Material provided Start Marker

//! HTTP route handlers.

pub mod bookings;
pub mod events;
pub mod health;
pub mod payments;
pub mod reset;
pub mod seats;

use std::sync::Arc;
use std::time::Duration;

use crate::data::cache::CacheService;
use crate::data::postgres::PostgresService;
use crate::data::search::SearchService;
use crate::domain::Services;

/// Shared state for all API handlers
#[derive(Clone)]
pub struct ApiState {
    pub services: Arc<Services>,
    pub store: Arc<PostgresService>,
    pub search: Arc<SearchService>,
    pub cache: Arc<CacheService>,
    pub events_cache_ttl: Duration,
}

Material provided End Marker
Material provided Start Marker

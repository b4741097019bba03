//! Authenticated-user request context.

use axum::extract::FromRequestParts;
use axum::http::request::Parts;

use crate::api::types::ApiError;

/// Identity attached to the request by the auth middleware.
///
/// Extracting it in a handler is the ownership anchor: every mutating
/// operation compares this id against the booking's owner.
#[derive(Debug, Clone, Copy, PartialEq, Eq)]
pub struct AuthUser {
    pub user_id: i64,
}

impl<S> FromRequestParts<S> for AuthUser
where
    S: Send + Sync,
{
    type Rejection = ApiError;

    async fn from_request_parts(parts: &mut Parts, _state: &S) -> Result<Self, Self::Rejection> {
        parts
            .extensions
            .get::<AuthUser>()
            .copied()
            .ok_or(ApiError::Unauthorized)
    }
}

Material provided End Marker

Match on "derive" and report each line of the data above that has it.

#[derive(Clone)]
#[derive(Debug, Clone, Copy, PartialEq, Eq)]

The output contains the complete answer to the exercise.